_Listed entries:_
■ ■ ■ ■ ■
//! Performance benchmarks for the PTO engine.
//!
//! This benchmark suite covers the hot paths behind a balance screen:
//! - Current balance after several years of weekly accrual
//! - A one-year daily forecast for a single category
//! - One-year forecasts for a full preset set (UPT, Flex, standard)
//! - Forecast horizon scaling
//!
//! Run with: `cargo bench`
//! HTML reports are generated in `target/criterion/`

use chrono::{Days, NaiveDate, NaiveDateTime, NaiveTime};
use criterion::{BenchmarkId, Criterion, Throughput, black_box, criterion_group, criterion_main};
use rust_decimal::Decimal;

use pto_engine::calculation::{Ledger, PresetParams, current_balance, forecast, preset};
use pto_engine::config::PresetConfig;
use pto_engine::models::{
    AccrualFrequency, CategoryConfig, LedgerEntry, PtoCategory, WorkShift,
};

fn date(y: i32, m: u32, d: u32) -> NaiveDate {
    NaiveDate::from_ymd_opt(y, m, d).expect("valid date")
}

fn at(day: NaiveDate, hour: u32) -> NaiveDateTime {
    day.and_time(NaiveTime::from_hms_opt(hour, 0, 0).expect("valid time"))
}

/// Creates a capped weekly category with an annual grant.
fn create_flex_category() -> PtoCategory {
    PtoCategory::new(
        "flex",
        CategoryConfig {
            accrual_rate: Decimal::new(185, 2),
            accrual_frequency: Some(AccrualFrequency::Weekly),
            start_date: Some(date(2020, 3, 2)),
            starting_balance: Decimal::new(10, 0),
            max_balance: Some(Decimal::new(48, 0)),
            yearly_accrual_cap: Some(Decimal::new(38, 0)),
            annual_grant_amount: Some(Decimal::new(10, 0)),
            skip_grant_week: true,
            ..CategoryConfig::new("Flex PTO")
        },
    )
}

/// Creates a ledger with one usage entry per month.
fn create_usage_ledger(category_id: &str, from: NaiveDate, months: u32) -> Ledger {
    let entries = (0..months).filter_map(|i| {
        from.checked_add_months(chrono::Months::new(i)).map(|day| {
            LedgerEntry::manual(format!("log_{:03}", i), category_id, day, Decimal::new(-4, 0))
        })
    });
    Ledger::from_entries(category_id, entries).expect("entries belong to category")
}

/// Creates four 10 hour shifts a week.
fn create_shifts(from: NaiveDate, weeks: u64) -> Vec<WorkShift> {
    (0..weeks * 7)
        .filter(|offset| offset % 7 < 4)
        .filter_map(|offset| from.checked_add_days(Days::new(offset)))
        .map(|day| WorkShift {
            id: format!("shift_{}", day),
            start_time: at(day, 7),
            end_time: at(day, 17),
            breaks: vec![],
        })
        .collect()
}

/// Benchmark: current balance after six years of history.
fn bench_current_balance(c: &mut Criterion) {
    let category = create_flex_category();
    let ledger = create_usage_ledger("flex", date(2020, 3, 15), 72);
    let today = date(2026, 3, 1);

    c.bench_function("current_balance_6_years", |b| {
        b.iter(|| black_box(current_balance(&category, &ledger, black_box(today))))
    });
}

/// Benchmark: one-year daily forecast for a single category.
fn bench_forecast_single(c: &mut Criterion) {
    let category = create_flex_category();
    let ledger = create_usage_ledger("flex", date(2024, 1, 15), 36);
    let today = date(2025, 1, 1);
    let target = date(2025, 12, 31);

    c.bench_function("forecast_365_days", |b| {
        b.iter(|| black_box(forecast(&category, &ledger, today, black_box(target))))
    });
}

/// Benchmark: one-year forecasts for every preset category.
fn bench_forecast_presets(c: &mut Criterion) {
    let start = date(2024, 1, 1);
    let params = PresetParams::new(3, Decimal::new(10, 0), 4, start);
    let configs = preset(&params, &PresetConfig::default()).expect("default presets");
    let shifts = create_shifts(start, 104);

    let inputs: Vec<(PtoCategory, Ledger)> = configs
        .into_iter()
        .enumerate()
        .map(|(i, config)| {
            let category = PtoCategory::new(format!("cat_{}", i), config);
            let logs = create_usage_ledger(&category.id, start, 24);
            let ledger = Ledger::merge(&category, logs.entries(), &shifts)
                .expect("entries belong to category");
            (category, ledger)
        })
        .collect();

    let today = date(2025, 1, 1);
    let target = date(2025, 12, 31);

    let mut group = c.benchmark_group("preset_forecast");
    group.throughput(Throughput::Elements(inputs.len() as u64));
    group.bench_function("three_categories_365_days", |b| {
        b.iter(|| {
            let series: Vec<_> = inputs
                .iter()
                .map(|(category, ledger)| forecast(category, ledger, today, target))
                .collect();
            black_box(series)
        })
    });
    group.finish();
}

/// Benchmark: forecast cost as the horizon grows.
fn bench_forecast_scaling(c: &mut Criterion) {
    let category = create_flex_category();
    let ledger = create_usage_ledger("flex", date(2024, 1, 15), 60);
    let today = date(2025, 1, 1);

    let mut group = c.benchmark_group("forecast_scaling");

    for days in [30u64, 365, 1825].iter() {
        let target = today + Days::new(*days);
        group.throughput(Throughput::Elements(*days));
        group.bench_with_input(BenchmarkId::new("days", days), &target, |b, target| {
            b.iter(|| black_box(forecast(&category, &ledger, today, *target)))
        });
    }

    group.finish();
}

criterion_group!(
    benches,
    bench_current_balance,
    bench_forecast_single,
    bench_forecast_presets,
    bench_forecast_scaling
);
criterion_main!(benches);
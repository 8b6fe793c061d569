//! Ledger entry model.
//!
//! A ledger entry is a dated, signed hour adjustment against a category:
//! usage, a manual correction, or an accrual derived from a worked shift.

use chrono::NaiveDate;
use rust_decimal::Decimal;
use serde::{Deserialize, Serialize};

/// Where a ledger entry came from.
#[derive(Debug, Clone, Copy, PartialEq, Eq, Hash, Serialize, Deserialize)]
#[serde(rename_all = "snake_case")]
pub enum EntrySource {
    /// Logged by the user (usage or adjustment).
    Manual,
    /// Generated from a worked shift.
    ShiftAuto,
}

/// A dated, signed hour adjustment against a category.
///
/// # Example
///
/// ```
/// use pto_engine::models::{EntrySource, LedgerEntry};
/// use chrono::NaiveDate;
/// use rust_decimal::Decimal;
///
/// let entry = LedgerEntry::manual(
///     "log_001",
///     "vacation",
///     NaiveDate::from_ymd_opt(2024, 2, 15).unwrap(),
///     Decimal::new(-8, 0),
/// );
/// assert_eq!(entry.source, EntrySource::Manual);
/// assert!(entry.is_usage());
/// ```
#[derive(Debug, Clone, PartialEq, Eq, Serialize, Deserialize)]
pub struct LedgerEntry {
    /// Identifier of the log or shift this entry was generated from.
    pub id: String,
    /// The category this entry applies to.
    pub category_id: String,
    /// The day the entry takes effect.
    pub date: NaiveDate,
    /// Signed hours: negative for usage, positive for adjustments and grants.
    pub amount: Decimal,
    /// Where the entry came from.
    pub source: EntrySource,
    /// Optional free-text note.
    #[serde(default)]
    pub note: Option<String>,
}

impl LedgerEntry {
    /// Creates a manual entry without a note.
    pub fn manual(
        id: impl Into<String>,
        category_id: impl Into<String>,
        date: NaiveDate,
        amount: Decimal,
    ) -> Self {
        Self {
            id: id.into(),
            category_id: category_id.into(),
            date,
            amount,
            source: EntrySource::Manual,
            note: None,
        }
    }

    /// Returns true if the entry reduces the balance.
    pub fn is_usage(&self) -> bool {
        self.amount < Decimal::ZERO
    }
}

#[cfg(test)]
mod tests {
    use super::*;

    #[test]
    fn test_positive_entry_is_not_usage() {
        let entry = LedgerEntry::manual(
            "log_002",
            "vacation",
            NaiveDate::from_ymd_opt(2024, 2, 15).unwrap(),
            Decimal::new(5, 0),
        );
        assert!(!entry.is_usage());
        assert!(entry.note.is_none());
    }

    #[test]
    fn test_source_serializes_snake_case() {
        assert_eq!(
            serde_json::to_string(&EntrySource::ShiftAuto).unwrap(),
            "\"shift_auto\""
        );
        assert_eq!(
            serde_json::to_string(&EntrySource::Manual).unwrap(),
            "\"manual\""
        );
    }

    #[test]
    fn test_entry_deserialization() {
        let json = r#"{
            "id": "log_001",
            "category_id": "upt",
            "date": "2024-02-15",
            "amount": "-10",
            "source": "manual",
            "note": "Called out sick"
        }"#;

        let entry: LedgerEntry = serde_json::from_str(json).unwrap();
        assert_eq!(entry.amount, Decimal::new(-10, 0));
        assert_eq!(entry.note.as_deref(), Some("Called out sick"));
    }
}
■ ■ ■ ■ ■
_Problem:_ Working through the records, find each line containing the word "NaiveTime" and copy it.

_Response area:_
use chrono::{Days, NaiveDate, NaiveDateTime, NaiveTime};
    day.and_time(NaiveTime::from_hms_opt(hour, 0, 0).expect("valid time"))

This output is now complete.